Read this if you are a community bank.

The Federal Deposit Insurance Corporation (FDIC) recently issued its fourth quarter 2020 Quarterly Banking Profile. The report provides financial information based on call reports filed by 5,001 FDIC-insured commercial banks and savings institutions. The report also contains a section specific to community bank performance. In fourth quarter 2020, this includes the financial information of 4,559 FDIC-insured community banks. Here are our key takeaways from the community bank section of the report:

  • There was a $1.3 billion increase in quarterly net income from a year prior despite a 38.1% increase in provision expense and continued net interest margin (NIM) compression. This increase was mainly due to loan sales, which were up 159.2% from 2019. Year-over-year, net income is up 3.6%. However, the percentage of unprofitable community banks rose from 3.7% in 2019 to 4.4% in 2020.
  • Provision expense for the year increased $4.1 billion (a 141.6% increase) from 2019.
  • Year-over-year NIM declined 27 basis points to 3.39%. The average yield on earning assets fell 61 basis points to 4.00%.
  • Net operating revenue increased by $3.4 billion from fourth quarter 2019, a 14.5% increase. This increase is attributable to higher revenue from loan sales (increased $1.8 billion, or 159.2%) and an increase in net interest income.
  • Non-interest expenses increased 10.4% from fourth quarter 2019. This increase was mainly attributable to salary and benefit expenses, which saw an increase of $1.1 billion (12.6%). That being said, average assets per employee increased 16% from fourth quarter 2019.
  • Trends in loans and leases showed a moderate contraction from third quarter 2020, decreasing by 1.6%. This contraction was mainly seen in the C&I loan category, which was driven by a reduction in Paycheck Protection Program (PPP) loan balances. However, total loans and leases increased by 10.3% from fourth quarter 2019. Although all major loan categories expanded in 2020, the majority of growth was seen in C&I loans, which accounted for approximately two-thirds of the year-over-year increase in loans and leases. However, keep in mind, C&I loans include PPP loans that were originated in the first half of 2020.
  • Nearly all community banks reported an increase in deposit volume during the year. Growth in deposits above the insurance limit drove the annual increase while alternative funding sources, such as brokered deposits, declined.
  • Average funding costs fell 33 basis points to 61 basis points for 2020.
  • Noncurrent loans (loans 90 days or more past due or in nonaccrual status) increased $1.5 billion (12.8%) from fourth quarter 2019 as noncurrent balances in all major loan categories grew. However, the noncurrent rate remained relatively stable compared to fourth quarter 2019 at 77 basis points, partly due to strong year-over-year loan growth.
  • Net charge-offs decreased 4 basis points from fourth quarter 2019 to 15 basis points. The net charge-off rate for C&I loans declined most among major loan categories having decreased 24 basis points.
  • The average community bank leverage ratio (CBLR) for the 1,844 banks that elected to use the CBLR framework was 11.2%.
  • The number of community banks declined by 31 to 4,559 from third quarter 2020. This change includes two new community banks, four banks transitioning from non-community to community banks, three banks transitioning from community to non-community banks, 30 community bank mergers or consolidations, two community bank self-liquidations, and two community bank failures.

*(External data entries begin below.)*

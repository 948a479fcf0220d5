//! Retry backoff computation.
//!
//! An explicit attempt counter and a computed delay keep the retry
//! ceiling visible at the call site; callers loop rather than
//! rescheduling themselves recursively.

use std::time::Duration;

/// Capped exponential backoff: `base * 2^attempt`, bounded by both a
/// maximum delay and a maximum attempt count.
#[derive(Debug, Clone, Copy)]
pub struct BackoffPolicy {
    pub base: Duration,
    pub max_delay: Duration,
    pub max_attempts: u32,
}

impl BackoffPolicy {
    pub fn new(base: Duration, max_delay: Duration, max_attempts: u32) -> Self {
        Self {
            base,
            max_delay,
            max_attempts,
        }
    }

    /// Delay before retry number `attempt` (0-based), or `None` when the
    /// attempt ceiling is exhausted.
    pub fn delay_for(&self, attempt: u32) -> Option<Duration> {
        if attempt >= self.max_attempts {
            return None;
        }
        Some(compute_backoff(self.base, attempt, self.max_delay))
    }
}

impl Default for BackoffPolicy {
    fn default() -> Self {
        Self {
            base: Duration::from_millis(500),
            max_delay: Duration::from_secs(30),
            max_attempts: 3,
        }
    }
}

/// Exponential backoff with cap. Saturates instead of overflowing for
/// large attempt counts.
pub fn compute_backoff(base: Duration, attempt: u32, max_delay: Duration) -> Duration {
    let factor = 2_u32.checked_pow(attempt).unwrap_or(u32::MAX);
    base.checked_mul(factor).unwrap_or(max_delay).min(max_delay)
}
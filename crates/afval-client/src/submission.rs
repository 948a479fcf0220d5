//! Multipart report submission client.

use std::time::Duration;

use anyhow::{Context, Result};
use async_trait::async_trait;
use bytes::Bytes;
use serde::{Deserialize, Serialize};

use afval_core::{AppError, ContactChoice, ReportDraft, SubmissionReceipt};

/// Transport seam for report submission. The orchestrator owns retry
/// and backoff; a transport performs exactly one attempt per call.
#[async_trait]
pub trait SubmissionTransport: Send + Sync {
    async fn submit(&self, request: &SubmissionRequest) -> Result<SubmissionReceipt, AppError>;
}

#[derive(Debug, Clone, Serialize)]
pub struct LocationPayload {
    pub latitude: f64,
    pub longitude: f64,
    pub address: String,
}

#[derive(Debug, Clone, Serialize)]
pub struct ContactPayload {
    #[serde(skip_serializing_if = "Option::is_none")]
    pub name: Option<String>,
    pub email: String,
}

/// Everything one submission attempt needs, lifted off the draft so
/// the transport never touches draft state.
#[derive(Debug, Clone)]
pub struct SubmissionRequest {
    pub photo_jpeg: Bytes,
    pub location: LocationPayload,
    pub waste_types: Vec<String>,
    /// `None` for anonymous reports; the part is omitted entirely.
    pub contact: Option<ContactPayload>,
}

impl SubmissionRequest {
    /// Build the wire request from a draft. Fails with
    /// [`AppError::DraftIncomplete`] when a required part is missing;
    /// no network activity happens on that path.
    pub fn from_draft(draft: &ReportDraft) -> Result<Self, AppError> {
        let optimized = draft
            .photo
            .as_ref()
            .and_then(|p| p.optimized.as_ref())
            .ok_or_else(|| AppError::DraftIncomplete("optimized photo missing".to_string()))?;
        let location = draft
            .location
            .as_ref()
            .ok_or_else(|| AppError::DraftIncomplete("location missing".to_string()))?;

        let contact = match &draft.contact {
            ContactChoice::Unspecified => {
                return Err(AppError::DraftIncomplete(
                    "contact choice missing".to_string(),
                ))
            }
            ContactChoice::Anonymous => None,
            ContactChoice::Details(details) => Some(ContactPayload {
                name: details.name.clone(),
                email: details.email.clone(),
            }),
        };

        Ok(Self {
            photo_jpeg: optimized.data.clone(),
            location: LocationPayload {
                latitude: location.latitude,
                longitude: location.longitude,
                address: location.address.clone(),
            },
            waste_types: draft.waste_types.iter().map(|w| w.to_string()).collect(),
            contact,
        })
    }
}

#[derive(Debug, Deserialize)]
struct SubmissionResponse {
    #[serde(default)]
    success: bool,
    #[serde(default)]
    id: Option<String>,
    #[serde(default)]
    error: Option<String>,
}

/// Submission transport backed by the reporting backend's HTTP API.
pub struct HttpSubmissionClient {
    http_client: reqwest::Client,
    base_url: String,
}

impl HttpSubmissionClient {
    pub fn new(base_url: impl Into<String>, timeout: Duration) -> Result<Self> {
        let http_client = reqwest::Client::builder()
            .timeout(timeout)
            .build()
            .context("Failed to create HTTP client for submission")?;

        Ok(Self {
            http_client,
            base_url: base_url.into().trim_end_matches('/').to_string(),
        })
    }

    fn build_form(request: &SubmissionRequest) -> Result<reqwest::multipart::Form, AppError> {
        let photo = reqwest::multipart::Part::bytes(request.photo_jpeg.to_vec())
            .file_name("melding.jpg")
            .mime_str("image/jpeg")
            .map_err(|e| AppError::Internal(format!("photo part: {}", e)))?;

        let mut form = reqwest::multipart::Form::new()
            .part("photo", photo)
            .text("location", serde_json::to_string(&request.location)?)
            .text("wasteTypes", serde_json::to_string(&request.waste_types)?);
        if let Some(contact) = &request.contact {
            form = form.text("contact", serde_json::to_string(contact)?);
        }
        Ok(form)
    }
}

#[async_trait]
impl SubmissionTransport for HttpSubmissionClient {
    async fn submit(&self, request: &SubmissionRequest) -> Result<SubmissionReceipt, AppError> {
        let url = format!("{}/meldingen", self.base_url);
        let form = Self::build_form(request)?;

        let response = self
            .http_client
            .post(&url)
            .multipart(form)
            .send()
            .await
            .map_err(|e| AppError::TransientNetwork(format!("submission request: {}", e)))?;

        let status = response.status();
        if !status.is_success() {
            let message = response.text().await.unwrap_or_default();
            return Err(AppError::from_http_status(status.as_u16(), message));
        }

        let body: SubmissionResponse = response
            .json()
            .await
            .map_err(|e| AppError::TransientNetwork(format!("submission response: {}", e)))?;

        match (body.success, body.id) {
            (true, Some(id)) => {
                tracing::info!(report_id = %id, "Report accepted");
                Ok(SubmissionReceipt { report_id: id })
            }
            _ => Err(AppError::TerminalServer {
                status: status.as_u16(),
                message: body
                    .error
                    .unwrap_or_else(|| "submission rejected".to_string()),
            }),
        }
    }
}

2020 was a strong year for community banks, as evidenced by the increase in year-over-year net income of 3.6%. However, tightening NIMs will force community banks to either find creative ways to increase their NIM, grow their earning asset bases, or find ways to continue to increase non-interest income to maintain current net income levels. Some community banks have already started dedicating more time to non-traditional income streams, as evidenced by the 40.1% year-over-year increase in non-interest income.

Furthermore, much uncertainty still exists. For instance, although significant charge-offs have not yet materialized, the financial picture for many borrowers remains uncertain. And payment deferrals have made some credit quality indicators, such as past due status, less reliable. The ability of community banks to maintain relationships with their borrowers and remain apprised of the results of their borrowers’ operations has never been more important.

As always, please don’t hesitate to reach out to BerryDunn’s Financial Services team if you have any questions. We're here to help.
 

Article
FDIC issues its fourth quarter 2020 Quarterly Banking Profile

Read this if you are an employee benefit plan fiduciary.

This article is the second in a series to help employee benefit plan fiduciaries better understand their responsibilities and manage the risks of non-compliance with Employee Retirement Income Security Act (ERISA) requirements. In our last article, we looked into the background of ERISA, which established important standards for the sound operation of employee benefit plans, as well as who is and isn’t a plan fiduciary, and what their responsibilities are. 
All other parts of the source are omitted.